Click on photo to enlarge:

Busse Park Grill was located on Elizabeth Avenue, directly across from Schleifer Memorial Park (before the park was renamed). I believe they catered primarily to blue-collar workers and truck drivers who worked on and around the Frelinghuysen Avenue industrial area.

The above photo shows Julia and Rudolph (Rudy) who had the diner built for them after seeing a similar diner on a trip to Chicago. They probably opened the diner around 1925. Before that, they operated a small tea-room within a bus station, and Max Diner in Harrison N.J.

They lived in a small two bedroom bungalow on Maple Avenue -- just before the Hillside border. My Mother Helen Busse (Carbone) worked at the diner as a child. She was working there as a waitress when she met my father, Martin F. Carbone who was a truck driver-customer. She was probably 15 and my father was 18. I think they they secretly married within a year. I was born 3 years later.

Julia and Rudy retired around 1943, turning the diner over to their son Henry who had a thriving bookmaking business as his main interest. Henry sold the diner to The Johns Manville Company ('44 or '45?), who moved it to their manufacturing plant in Virginia where it was used to feed the plant's employees during the manufacturing boom stimulated by WW II.

It was closed during the 60's and remained in Virginia where it was being considered for a move to the Smithsonian Institution as a good example of diners of that era. A few years ago (2002?) I was in contact with some collectors of diner information. They sent me photos of the inside and outside of Busse Park Grill where it was still standing in Virginia.

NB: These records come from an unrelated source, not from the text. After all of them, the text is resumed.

//! Fetch Client Module
//!
//! The `Fetcher` seam and its reqwest-backed implementation.

use std::time::Duration;

use async_trait::async_trait;
use reqwest::header::USER_AGENT;
use tracing::debug;

use crate::fetch::FetchResult;

/// Identification header sent with every upstream request.
pub const IDENTIFICATION_HEADER_VALUE: &str = "";

// == Fetcher Trait ==
/// Performs exactly one GET and never fails: every outcome is a `FetchResult`.
#[async_trait]
pub trait Fetcher: Send + Sync {
    async fn fetch(&self, url: &str) -> FetchResult;
}

// == HTTP Fetcher ==
/// Fetcher backed by a shared reqwest client with a bounded per-request timeout.
#[derive(Debug, Clone)]
pub struct HttpFetcher {
    client: reqwest::Client,
}

impl HttpFetcher {
    /// Creates a fetcher whose requests give up after `timeout`.
    pub fn new(timeout: Duration) -> Result<Self, reqwest::Error> {
        let client = reqwest::Client::builder().timeout(timeout).build()?;
        Ok(Self { client })
    }
}

#[async_trait]
impl Fetcher for HttpFetcher {
    async fn fetch(&self, url: &str) -> FetchResult {
        debug!("GET {}", url);

        let response = match self
            .client
            .get(url)
            .header(USER_AGENT, IDENTIFICATION_HEADER_VALUE)
            .send()
            .await
        {
            Ok(response) => response,
            Err(e) => return FetchResult::transport_failure(url, e.to_string()),
        };

        let status = response.status().as_u16();
        match response.bytes().await {
            Ok(body) => FetchResult::from_response(url, status, body.to_vec()),
            Err(e) => FetchResult::transport_failure(url, e.to_string()),
        }
    }
}
//! Refresh State Module
//!
//! Timestamps of the last refresh outcomes and the pure decision taken on
//! every inbound request.

use chrono::{DateTime, Utc};
use tokio::time::Instant;

use crate::config::CachePolicy;
use crate::error::{RelayError, Result};
use crate::models::Document;

// == Cached Document ==
/// The last successfully assembled document, encoded once for serving.
#[derive(Debug, Clone, PartialEq, Eq)]
pub struct CachedDocument {
    pub document: Document,
    /// Encoded JSON served verbatim on every cache hit
    pub body: String,
    pub produced_at: DateTime<Utc>,
}

impl CachedDocument {
    pub fn new(document: Document) -> Result<Self> {
        let body = serde_json::to_string(&document)
            .map_err(|e| RelayError::Serialization(e.to_string()))?;
        Ok(Self {
            document,
            body,
            produced_at: Utc::now(),
        })
    }
}

// == Refresh State ==
/// Process-wide refresh bookkeeping.
///
/// `None` timestamps mean "never", which behaves like a time infinitely far in the past.
#[derive(Debug, Clone, Default, PartialEq, Eq)]
pub struct RefreshState {
    pub last_success_at: Option<Instant>,
    pub last_failure_at: Option<Instant>,
    pub in_flight: bool,
    /// Number of completed refresh attempts
    pub generation: u64,
}

impl RefreshState {
    pub fn new() -> Self {
        Self::default()
    }

    // == Record Outcomes ==
    // Timestamps never move backwards.
    pub fn record_success(&mut self, at: Instant) {
        self.last_success_at = Some(self.last_success_at.map_or(at, |prev| prev.max(at)));
        self.generation += 1;
    }

    pub fn record_failure(&mut self, at: Instant) {
        self.last_failure_at = Some(self.last_failure_at.map_or(at, |prev| prev.max(at)));
        self.generation += 1;
    }
}

// == Decision ==
/// What the gate does with one inbound request.
#[derive(Debug, Clone, Copy, PartialEq, Eq)]
pub enum Decision {
    /// A refresh failed less than one backoff window ago
    RejectBackoff,
    /// The cached document is fresh
    ServeCached,
    /// Run (or join) a refresh and wait for it
    Refresh,
}

/// Decides how to answer a request arriving at `now`.
///
/// Backoff is checked first, then freshness. A failure exactly one backoff
/// window old no longer blocks; a success exactly one TTL old is still fresh.
pub fn decide(state: &RefreshState, has_cached: bool, now: Instant, policy: &CachePolicy) -> Decision {
    if let Some(failed_at) = state.last_failure_at {
        if now.saturating_duration_since(failed_at) < policy.backoff {
            return Decision::RejectBackoff;
        }
    }

    if has_cached {
        if let Some(succeeded_at) = state.last_success_at {
            if now.saturating_duration_since(succeeded_at) <= policy.ttl {
                return Decision::ServeCached;
            }
        }
    }

    Decision::Refresh
}
//! Refresh Module
//!
//! Runs one refresh attempt: concurrent core fetches, the chained build-file
//! fetch, and assembly.

mod orchestrator;

pub use orchestrator::RefreshOrchestrator;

Julia and Rudy were typical hard working immigrants from Germany. Julia (Steinke) Busse was born in Essen, Germany on Feb 6, 1890. Rudy was probably a few years older. Rudy minded the cash register and Julia did the cooking. I think she was famous for her pies and good German cooking. I know I loved her potato soup, potato pancakes and blueberry pie.

A distant relative wrote to me a few years ago --- "My Uncle Frank (Buddy) Nelson worked at the diner when he was a teenager, he ran away from home (Hackensack area) to Aunt Julia's home. She put him to work in the diner. Frank was born in 1920."

Julia and Rudy taught the restaurant business to a nephew, Fred Steinke (b. Oct 10, 1896 d. July 1967 in Irvington, N.J.). Fred opened "Fred's Diner" at the corner of 18th Avenue and Stuyvesant Avenue (circa 1942?) where he prospered for many years. Julia worked at Fred's diner as a waitress for a number of years after she retired from Busse Park Grill.

In 1946 I worked at Fred's Diner as a dishwasher. My grandmother Julia and I worked together during that summer -- she was 56 and I was 14. I threatened a customer one day when he wolf-whistled at my grandmother's legs as she climbed a small ladder to change a sign. He apologized and that ended the incident.